### RECORDS SHOWN
use std::process::{Command, ExitStatus, Stdio};
use std::thread;
use std::time::Duration;

use anyhow::{anyhow, Context, Result};
use crossbeam_channel::{bounded, Sender};
use serde_json::json;
use tracing::{debug, warn};

#[cfg(unix)]
use rand::{distributions::Alphanumeric, Rng};
#[cfg(unix)]
use std::io::Write;
#[cfg(unix)]
use std::os::unix::net::UnixStream;

use crate::feed::FeedEvent;
use crate::playback::PlayFailure;

const POLL_INTERVAL: Duration = Duration::from_millis(30);

#[derive(Debug, Clone)]
pub struct PlayerOptions {
    pub mpv_path: String,
    pub extra_args: Vec<String>,
    pub fullscreen: bool,
    pub user_agent: String,
}

impl Default for PlayerOptions {
    fn default() -> Self {
        Self {
            mpv_path: "mpv".to_string(),
            extra_args: Vec::new(),
            fullscreen: false,
            user_agent: String::new(),
        }
    }
}

/// Plays one slide at a time in an external mpv window and reports
/// started/failed/ended back to the feed's event channel.
pub struct Player {
    opts: PlayerOptions,
    events: Sender<FeedEvent>,
    current: Option<Running>,
}

struct Running {
    slide: usize,
    url: String,
    kill_tx: Sender<()>,
    handle: Option<thread::JoinHandle<()>>,
    ipc_path: Option<String>,
}

impl Running {
    fn stop(mut self) {
        let _ = self.kill_tx.send(());
        if let Some(handle) = self.handle.take() {
            let _ = handle.join();
        }
    }

    fn exited(&self) -> bool {
        self.handle
            .as_ref()
            .map(|handle| handle.is_finished())
            .unwrap_or(true)
    }
}

impl Player {
    pub fn new(opts: PlayerOptions, events: Sender<FeedEvent>) -> Self {
        Self {
            opts,
            events,
            current: None,
        }
    }

    pub fn current_slide(&self) -> Option<usize> {
        self.current.as_ref().map(|running| running.slide)
    }

    pub fn play(&mut self, slide: usize, url: &str) {
        if let Some(running) = self.current.as_ref() {
            if running.slide == slide && running.url == url && !running.exited() {
                if let Some(path) = running.ipc_path.as_deref() {
                    match send_ipc_command(path, &["set_property", "pause", "false"]) {
                        Ok(()) => {
                            let _ = self.events.send(FeedEvent::PlayStarted(slide));
                            return;
                        }
                        Err(err) => debug!(slide, error = %format!("{err:#}"), "mpv resume failed"),
                    }
                }
            }
        }
        self.stop();
        match self.spawn(slide, url) {
            Ok(running) => self.current = Some(running),
            Err(err) => {
                warn!(slide, error = %format!("{err:#}"), "mpv launch failed");
                let _ = self.events.send(FeedEvent::PlayFailed {
                    slide,
                    failure: PlayFailure::Other(format!("{err:#}")),
                });
            }
        }
    }

    pub fn pause(&mut self, slide: usize) {
        let Some(running) = self.current.as_ref() else {
            return;
        };
        if running.slide != slide {
            return;
        }
        if let Some(path) = running.ipc_path.as_deref() {
            if send_ipc_command(path, &["set_property", "pause", "true"]).is_ok() {
                return;
            }
        }
        self.stop();
    }

    pub fn stop(&mut self) {
        if let Some(running) = self.current.take() {
            debug!(slide = running.slide, "stopping mpv");
            running.stop();
        }
    }

    fn args(&self, url: &str, ipc_path: Option<&str>) -> Vec<String> {
        let mut args = vec![
            url.to_string(),
            "--force-window=yes".to_string(),
            "--keep-open=no".to_string(),
            "--really-quiet".to_string(),
            "--no-terminal".to_string(),
            "--ytdl=no".to_string(),
        ];
        if self.opts.fullscreen {
            args.push("--fullscreen".to_string());
        }
        if !self.opts.user_agent.trim().is_empty() {
            args.push(format!("--user-agent={}", self.opts.user_agent.trim()));
        }
        if let Some(path) = ipc_path {
            args.push(format!("--input-ipc-server={path}"));
        }
        args.extend(self.opts.extra_args.iter().cloned());
        args
    }

    fn spawn(&self, slide: usize, url: &str) -> Result<Running> {
        if url.trim().is_empty() {
            return Err(anyhow!("video URL missing"));
        }
        let ipc_path = unique_ipc_path();
        #[cfg(unix)]
        if let Some(path) = &ipc_path {
            let _ = std::fs::remove_file(path);
        }
        let args = self.args(url, ipc_path.as_deref());
        debug!(slide, ?args, "launching mpv");

        let mut child = Command::new(&self.opts.mpv_path)
            .args(&args)
            .stdin(Stdio::null())
            .stdout(Stdio::null())
            .stderr(Stdio::null())
            .spawn()
            .with_context(|| format!("launch {} to play {url}", self.opts.mpv_path))?;
        let _ = self.events.send(FeedEvent::PlayStarted(slide));

        let (kill_tx, kill_rx) = bounded::<()>(1);
        let events = self.events.clone();
        let cleanup = ipc_path.clone();
        let handle = thread::spawn(move || {
            let outcome: Result<Option<ExitStatus>> = loop {
                if kill_rx.try_recv().is_ok() {
                    let _ = child.kill();
                    let _ = child.wait();
                    break Ok(None);
                }
                match child.try_wait() {
                    Ok(Some(status)) => break Ok(Some(status)),
                    Ok(None) => thread::sleep(POLL_INTERVAL),
                    Err(err) => break Err(anyhow!(err)).context("poll mpv status"),
                }
            };
            if let Some(path) = cleanup {
                let _ = std::fs::remove_file(path);
            }
            let event = match outcome {
                Ok(None) => return,
                Ok(Some(status)) if status.success() => FeedEvent::Ended(slide),
                Ok(Some(status)) => FeedEvent::PlayFailed {
                    slide,
                    failure: PlayFailure::Other(format!("mpv exited with {status}")),
                },
                Err(err) => FeedEvent::PlayFailed {
                    slide,
                    failure: PlayFailure::Other(format!("{err:#}")),
                },
            };
            let _ = events.send(event);
        });

        Ok(Running {
            slide,
            url: url.to_string(),
            kill_tx,
            handle: Some(handle),
            ipc_path,
        })
    }
}

impl Drop for Player {
    fn drop(&mut self) {
        self.stop();
    }
}

fn send_ipc_command(path: &str, command: &[&str]) -> Result<()> {
    let payload = json!({ "command": command });
    let serialized = serde_json::to_string(&payload).context("serialize mpv command")?;
    write_ipc(path, &serialized)
}

#[cfg(unix)]
fn write_ipc(path: &str, serialized: &str) -> Result<()> {
    let mut stream =
        UnixStream::connect(path).with_context(|| format!("connect to mpv IPC socket {path}"))?;
    stream
        .write_all(serialized.as_bytes())
        .context("write mpv IPC command")?;
    stream
        .write_all(b"\n")
        .context("write mpv IPC command terminator")?;
    Ok(())
}

#[cfg(not(unix))]
fn write_ipc(_path: &str, _serialized: &str) -> Result<()> {
    Err(anyhow!("mpv IPC is not supported on this platform"))
}

#[cfg(unix)]
fn unique_ipc_path() -> Option<String> {
    let suffix: String = rand::thread_rng()
        .sample_iter(&Alphanumeric)
        .take(10)
        .map(char::from)
        .collect();
    let mut path = std::env::temp_dir();
    path.push(format!("reels-mpv-{}-{suffix}.sock", std::process::id()));
    Some(path.to_string_lossy().to_string())
}

#[cfg(not(unix))]
fn unique_ipc_path() -> Option<String> {
    None
}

### EXERCISE
Would you please transcribe all of the entries above exactly?

### YOUR SOLUTION
use std::process::{Command, ExitStatus, Stdio};
use std::thread;
use std::time::Duration;

use anyhow::{anyhow, Context, Result};
use crossbeam_channel::{bounded, Sender};
use serde_json::json;
use tracing::{debug, warn};

#[cfg(unix)]
use rand::{distributions::Alphanumeric, Rng};
#[cfg(unix)]
use std::io::Write;
#[cfg(unix)]
use std::os::unix::net::UnixStream;

use crate::feed::FeedEvent;
use crate::playback::PlayFailure;

const POLL_INTERVAL: Duration = Duration::from_millis(30);

#[derive(Debug, Clone)]
pub struct PlayerOptions {
    pub mpv_path: String,
    pub extra_args: Vec<String>,
    pub fullscreen: bool,
    pub user_agent: String,
}

impl Default for PlayerOptions {
    fn default() -> Self {
        Self {
            mpv_path: "mpv".to_string(),
            extra_args: Vec::new(),
            fullscreen: false,
            user_agent: String::new(),
        }
    }
}

/// Plays one slide at a time in an external mpv window and reports
/// started/failed/ended back to the feed's event channel.
pub struct Player {
    opts: PlayerOptions,
    events: Sender<FeedEvent>,
    current: Option<Running>,
}

struct Running {
    slide: usize,
    url: String,
    kill_tx: Sender<()>,
    handle: Option<thread::JoinHandle<()>>,
    ipc_path: Option<String>,
}

impl Running {
    fn stop(mut self) {
        let _ = self.kill_tx.send(());
        if let Some(handle) = self.handle.take() {
            let _ = handle.join();
        }
    }

    fn exited(&self) -> bool {
        self.handle
            .as_ref()
            .map(|handle| handle.is_finished())
            .unwrap_or(true)
    }
}

impl Player {
    pub fn new(opts: PlayerOptions, events: Sender<FeedEvent>) -> Self {
        Self {
            opts,
            events,
            current: None,
        }
    }

    pub fn current_slide(&self) -> Option<usize> {
        self.current.as_ref().map(|running| running.slide)
    }

    pub fn play(&mut self, slide: usize, url: &str) {
        if let Some(running) = self.current.as_ref() {
            if running.slide == slide && running.url == url && !running.exited() {
                if let Some(path) = running.ipc_path.as_deref() {
                    match send_ipc_command(path, &["set_property", "pause", "false"]) {
                        Ok(()) => {
                            let _ = self.events.send(FeedEvent::PlayStarted(slide));
                            return;
                        }
                        Err(err) => debug!(slide, error = %format!("{err:#}"), "mpv resume failed"),
                    }
                }
            }
        }
        self.stop();
        match self.spawn(slide, url) {
            Ok(running) => self.current = Some(running),
            Err(err) => {
                warn!(slide, error = %format!("{err:#}"), "mpv launch failed");
                let _ = self.events.send(FeedEvent::PlayFailed {
                    slide,
                    failure: PlayFailure::Other(format!("{err:#}")),
                });
            }
        }
    }

    pub fn pause(&mut self, slide: usize) {
        let Some(running) = self.current.as_ref() else {
            return;
        };
        if running.slide != slide {
            return;
        }
        if let Some(path) = running.ipc_path.as_deref() {
            if send_ipc_command(path, &["set_property", "pause", "true"]).is_ok() {
                return;
            }
        }
        self.stop();
    }

    pub fn stop(&mut self) {
        if let Some(running) = self.current.take() {
            debug!(slide = running.slide, "stopping mpv");
            running.stop();
        }
    }

    fn args(&self, url: &str, ipc_path: Option<&str>) -> Vec<String> {
        let mut args = vec![
            url.to_string(),
            "--force-window=yes".to_string(),
            "--keep-open=no".to_string(),
            "--really-quiet".to_string(),
            "--no-terminal".to_string(),
            "--ytdl=no".to_string(),
        ];
        if self.opts.fullscreen {
            args.push("--fullscreen".to_string());
        }
        if !self.opts.user_agent.trim().is_empty() {
            args.push(format!("--user-agent={}", self.opts.user_agent.trim()));
        }
        if let Some(path) = ipc_path {
            args.push(format!("--input-ipc-server={path}"));
        }
        args.extend(self.opts.extra_args.iter().cloned());
        args
    }

    fn spawn(&self, slide: usize, url: &str) -> Result<Running> {
        if url.trim().is_empty() {
            return Err(anyhow!("video URL missing"));
        }
        let ipc_path = unique_ipc_path();
        #[cfg(unix)]
        if let Some(path) = &ipc_path {
            let _ = std::fs::remove_file(path);
        }
        let args = self.args(url, ipc_path.as_deref());
        debug!(slide, ?args, "launching mpv");

        let mut child = Command::new(&self.opts.mpv_path)
            .args(&args)
            .stdin(Stdio::null())
            .stdout(Stdio::null())
            .stderr(Stdio::null())
            .spawn()
            .with_context(|| format!("launch {} to play {url}", self.opts.mpv_path))?;
        let _ = self.events.send(FeedEvent::PlayStarted(slide));

        let (kill_tx, kill_rx) = bounded::<()>(1);
        let events = self.events.clone();
        let cleanup = ipc_path.clone();
        let handle = thread::spawn(move || {
            let outcome: Result<Option<ExitStatus>> = loop {
                if kill_rx.try_recv().is_ok() {
                    let _ = child.kill();
                    let _ = child.wait();
                    break Ok(None);
                }
                match child.try_wait() {
                    Ok(Some(status)) => break Ok(Some(status)),
                    Ok(None) => thread::sleep(POLL_INTERVAL),
                    Err(err) => break Err(anyhow!(err)).context("poll mpv status"),
                }
            };
            if let Some(path) = cleanup {
                let _ = std::fs::remove_file(path);
            }
            let event = match outcome {
                Ok(None) => return,
                Ok(Some(status)) if status.success() => FeedEvent::Ended(slide),
                Ok(Some(status)) => FeedEvent::PlayFailed {
                    slide,
                    failure: PlayFailure::Other(format!("mpv exited with {status}")),
                },
                Err(err) => FeedEvent::PlayFailed {
                    slide,
                    failure: PlayFailure::Other(format!("{err:#}")),
                },
            };
            let _ = events.send(event);
        });

        Ok(Running {
            slide,
            url: url.to_string(),
            kill_tx,
            handle: Some(handle),
            ipc_path,
        })
    }
}

impl Drop for Player {
    fn drop(&mut self) {
        self.stop();
    }
}

fn send_ipc_command(path: &str, command: &[&str]) -> Result<()> {
    let payload = json!({ "command": command });
    let serialized = serde_json::to_string(&payload).context("serialize mpv command")?;
    write_ipc(path, &serialized)
}

#[cfg(unix)]
fn write_ipc(path: &str, serialized: &str) -> Result<()> {
    let mut stream =
        UnixStream::connect(path).with_context(|| format!("connect to mpv IPC socket {path}"))?;
    stream
        .write_all(serialized.as_bytes())
        .context("write mpv IPC command")?;
    stream
        .write_all(b"\n")
        .context("write mpv IPC command terminator")?;
    Ok(())
}

#[cfg(not(unix))]
fn write_ipc(_path: &str, _serialized: &str) -> Result<()> {
    Err(anyhow!("mpv IPC is not supported on this platform"))
}

#[cfg(unix)]
fn unique_ipc_path() -> Option<String> {
    let suffix: String = rand::thread_rng()
        .sample_iter(&Alphanumeric)
        .take(10)
        .map(char::from)
        .collect();
    let mut path = std::env::temp_dir();
    path.push(format!("reels-mpv-{}-{suffix}.sock", std::process::id()));
    Some(path.to_string_lossy().to_string())
}

#[cfg(not(unix))]
fn unique_ipc_path() -> Option<String> {
    None
}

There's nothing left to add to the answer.